À la fin du spectacle, quand l'obscurité se fait, les applaudissements débutent. Comme si de rien n'était, notre homme se dirige vers le mur du fond de la scène, enfile la chaussure qui lui manque, puis se dirige vers nous sur la pointe des pieds, lentement, comme s'il portait un kimono, dans une tenue et élégance toute japonaise. Vif, à l'affût, il observe le public tranquillement, il n'est pas dupe, mais rayonne dans un extraordinaire sourire.
Fabien Rivière
blackmilk, de Tiran Willemse, Atelier de Paris ICI, La Cartoucherie, Centre Culturel Suisse On Tour ICI, 27 et 28 novembre 2024.
— Tiran Willemse : « Je viens d'une famille noire sud-africaine de la classe ouvrière, aux ressources très limitées. J'ai toujours pu compter sur mon corps. Je me souviens que lorsque j'étais jeune, j'ai toujours voulu jouer d'un instrument, mais ma famille n'avait pas d'argent pour m'en acheter ou m'en procurer un. J'ai simplement commencé à danser, parce que c'est la seule chose pour laquelle je n'avais besoin de rien d'autre que de moi-même. » (source : PW-Magazine, ICI)
(« I come from a black working-class South African family with very limited resources. My body was always what I could count on. I remember when I was young I always wanted to play an instrument, but my family had no money to buy or get me one. I just started dancing, because it’s the only thing I didn’t need anything else but myself for. »)

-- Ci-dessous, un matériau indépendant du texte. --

// ==========================================
// Procurement Engine - configuration reader trait
// ==========================================
// Read-only view used by the application services.
// No writes and no business rules here.
// ==========================================

use crate::repository::error::RepositoryResult;

// ==========================================
// ProcurementConfigReader
// ==========================================
// Implemented by ConfigManager (config_kv) and by test mocks
pub trait ProcurementConfigReader: Send + Sync {
    // ===== Legal =====

    /// Flat late-delivery penalty per day.
    ///
    /// # Default
    /// - 150.0
    fn penalty_daily_rate(&self) -> RepositoryResult<f64>;

    // ===== Finance =====

    /// Debit account embedded in every ledger line.
    ///
    /// # Default
    /// - `6151-Inventario`
    fn ledger_debit_account(&self) -> RepositoryResult<String>;

    /// Credit account embedded in every ledger line.
    ///
    /// # Default
    /// - `2112-Cuentas por Pagar a Corto Plazo`
    fn ledger_credit_account(&self) -> RepositoryResult<String>;
}
// ==========================================
// Procurement Engine - table mapping and equality criteria
// ==========================================
// A TableMapping describes one entity table: name, ordered column list,
// row -> entity and entity -> values. SqlRepository builds all SQL from it.
// Column names never come from callers unchecked.
// ==========================================

use chrono::{NaiveDate, NaiveDateTime};
use rusqlite::types::{Type, Value};
use rusqlite::Row;

use crate::repository::error::{RepositoryError, RepositoryResult};

pub const DATE_FMT: &str = "%Y-%m-%d";
pub const DATETIME_FMT: &str = "%Y-%m-%d %H:%M:%S";

// ==========================================
// TableMapping
// ==========================================
pub trait TableMapping: Sized {
    /// Entity name used in error messages
    const ENTITY: &'static str;
    /// Table name
    const TABLE: &'static str;
    /// Columns excluding `id`, in `to_values` / `from_row` order
    const COLUMNS: &'static [&'static str];

    fn id(&self) -> i64;

    fn set_id(&mut self, id: i64);

    /// Values for `COLUMNS`, same order.
    fn to_values(&self) -> RepositoryResult<Vec<Value>>;

    /// Row layout: `id` at index 0, then `COLUMNS` from index 1.
    fn from_row(row: &Row<'_>) -> rusqlite::Result<Self>;

    fn has_column(column: &str) -> bool {
        column == "id" || Self::COLUMNS.contains(&column)
    }
}

// ==========================================
// Criteria - AND of column equalities
// ==========================================
#[derive(Debug, Clone, Default, PartialEq)]
pub struct Criteria {
    clauses: Vec<(&'static str, Value)>,
}

impl Criteria {
    pub fn new() -> Self {
        Self::default()
    }

    /// `column = value`; a NULL value becomes `column IS NULL`.
    pub fn eq(mut self, column: &'static str, value: impl Into<Value>) -> Self {
        self.clauses.push((column, value.into()));
        self
    }

    pub fn is_empty(&self) -> bool {
        self.clauses.is_empty()
    }

    /// Render the WHERE clause (without the keyword) and its bound values.
    pub(crate) fn to_sql<E: TableMapping>(&self) -> RepositoryResult<(String, Vec<&Value>)> {
        let mut parts = Vec::with_capacity(self.clauses.len());
        let mut values = Vec::with_capacity(self.clauses.len());

        for (column, value) in &self.clauses {
            if !E::has_column(column) {
                return Err(RepositoryError::ValidationError(format!(
                    "unknown column '{}' for {}",
                    column,
                    E::ENTITY
                )));
            }
            if matches!(value, Value::Null) {
                parts.push(format!("{} IS NULL", column));
            } else {
                values.push(value);
                parts.push(format!("{} = ?{}", column, values.len()));
            }
        }

        if parts.is_empty() {
            return Ok(("1 = 1".to_string(), values));
        }
        Ok((parts.join(" AND "), values))
    }
}

// ==========================================
// Value helpers
// ==========================================

pub fn date_value(date: NaiveDate) -> Value {
    Value::Text(date.format(DATE_FMT).to_string())
}

pub fn datetime_value(ts: NaiveDateTime) -> Value {
    Value::Text(ts.format(DATETIME_FMT).to_string())
}

pub fn opt_text(value: &Option<String>) -> Value {
    match value {
        Some(s) => Value::Text(s.clone()),
        None => Value::Null,
    }
}

pub fn opt_int(value: Option<i64>) -> Value {
    match value {
        Some(v) => Value::Integer(v),
        None => Value::Null,
    }
}

// ==========================================
// Row helpers
// ==========================================

fn conversion_error(idx: usize, field: &str, message: String) -> rusqlite::Error {
    rusqlite::Error::FromSqlConversionFailure(
        idx,
        Type::Text,
        Box::new(RepositoryError::FieldValueError {
            field: field.to_string(),
            message,
        }),
    )
}

pub fn get_date(row: &Row<'_>, idx: usize) -> rusqlite::Result<NaiveDate> {
    let raw: String = row.get(idx)?;
    NaiveDate::parse_from_str(&raw, DATE_FMT)
        .map_err(|e| conversion_error(idx, "date", format!("'{}': {}", raw, e)))
}

pub fn get_datetime(row: &Row<'_>, idx: usize) -> rusqlite::Result<NaiveDateTime> {
    let raw: String = row.get(idx)?;
    NaiveDateTime::parse_from_str(&raw, DATETIME_FMT)
        .map_err(|e| conversion_error(idx, "datetime", format!("'{}': {}", raw, e)))
}

/// Parse a TEXT column through an enum-style `from_str`.
pub fn get_parsed<T>(
    row: &Row<'_>,
    idx: usize,
    field: &str,
    parse: fn(&str) -> Option<T>,
) -> rusqlite::Result<T> {
    let raw: String = row.get(idx)?;
    parse(&raw).ok_or_else(|| conversion_error(idx, field, format!("unknown value '{}'", raw)))
}

/// Parse a TEXT column holding JSON.
pub fn get_json<T: serde::de::DeserializeOwned>(
    row: &Row<'_>,
    idx: usize,
    field: &str,
) -> rusqlite::Result<T> {
    let raw: String = row.get(idx)?;
    serde_json::from_str(&raw).map_err(|e| conversion_error(idx, field, e.to_string()))
}

#[cfg(test)]
mod tests {
    use super::*;

    struct Sample {
        id: i64,
        name: String,
    }

    impl TableMapping for Sample {
        const ENTITY: &'static str = "Sample";
        const TABLE: &'static str = "sample";
        const COLUMNS: &'static [&'static str] = &["name", "state"];

        fn id(&self) -> i64 {
            self.id
        }
        fn set_id(&mut self, id: i64) {
            self.id = id;
        }
        fn to_values(&self) -> RepositoryResult<Vec<Value>> {
            Ok(vec![Value::Text(self.name.clone()), Value::Null])
        }
        fn from_row(row: &Row<'_>) -> rusqlite::Result<Self> {
            Ok(Sample {
                id: row.get(0)?,
                name: row.get(1)?,
            })
        }
    }

    #[test]
    fn test_criteria_renders_placeholders_in_order() {
        let criteria = Criteria::new()
            .eq("name", "x".to_string())
            .eq("state", Value::Null)
            .eq("id", 3i64);
        let (sql, values) = criteria.to_sql::<Sample>().unwrap();
        assert_eq!(sql, "name = ?1 AND state IS NULL AND id = ?2");
        assert_eq!(values.len(), 2);
    }

    #[test]
    fn test_criteria_rejects_unknown_column() {
        let criteria = Criteria::new().eq("name; DROP TABLE sample", 1i64);
        let err = criteria.to_sql::<Sample>().unwrap_err();
        assert!(matches!(err, RepositoryError::ValidationError(_)));
    }

    #[test]
    fn test_empty_criteria_matches_all() {
        let criteria = Criteria::new();
        let (sql, values) = criteria.to_sql::<Sample>().unwrap();
        assert_eq!(sql, "1 = 1");
        assert!(values.is_empty());
    }

    #[test]
    fn test_date_value_format() {
        let d = NaiveDate::from_ymd_opt(2025, 1, 1).unwrap();
        assert_eq!(date_value(d), Value::Text("2025-01-01".to_string()));
        let ts = d.and_hms_opt(8, 5, 9).unwrap();
        assert_eq!(datetime_value(ts), Value::Text("2025-01-01 08:05:09".to_string()));
    }
}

— La proposition s'inscrit dans le Swiss Dance Week Paris, organisé, du 21 au 28 novembre 2024, par des théâtres en coopération avec le Centre Culturel Suisse (CCS) hors les murs puisqu'il est en travaux, renommé Centre Culturel Suisse On Tour. La manifestation bénéficie du soutien de Pro Helvetia - Fondation suisse pour la culture.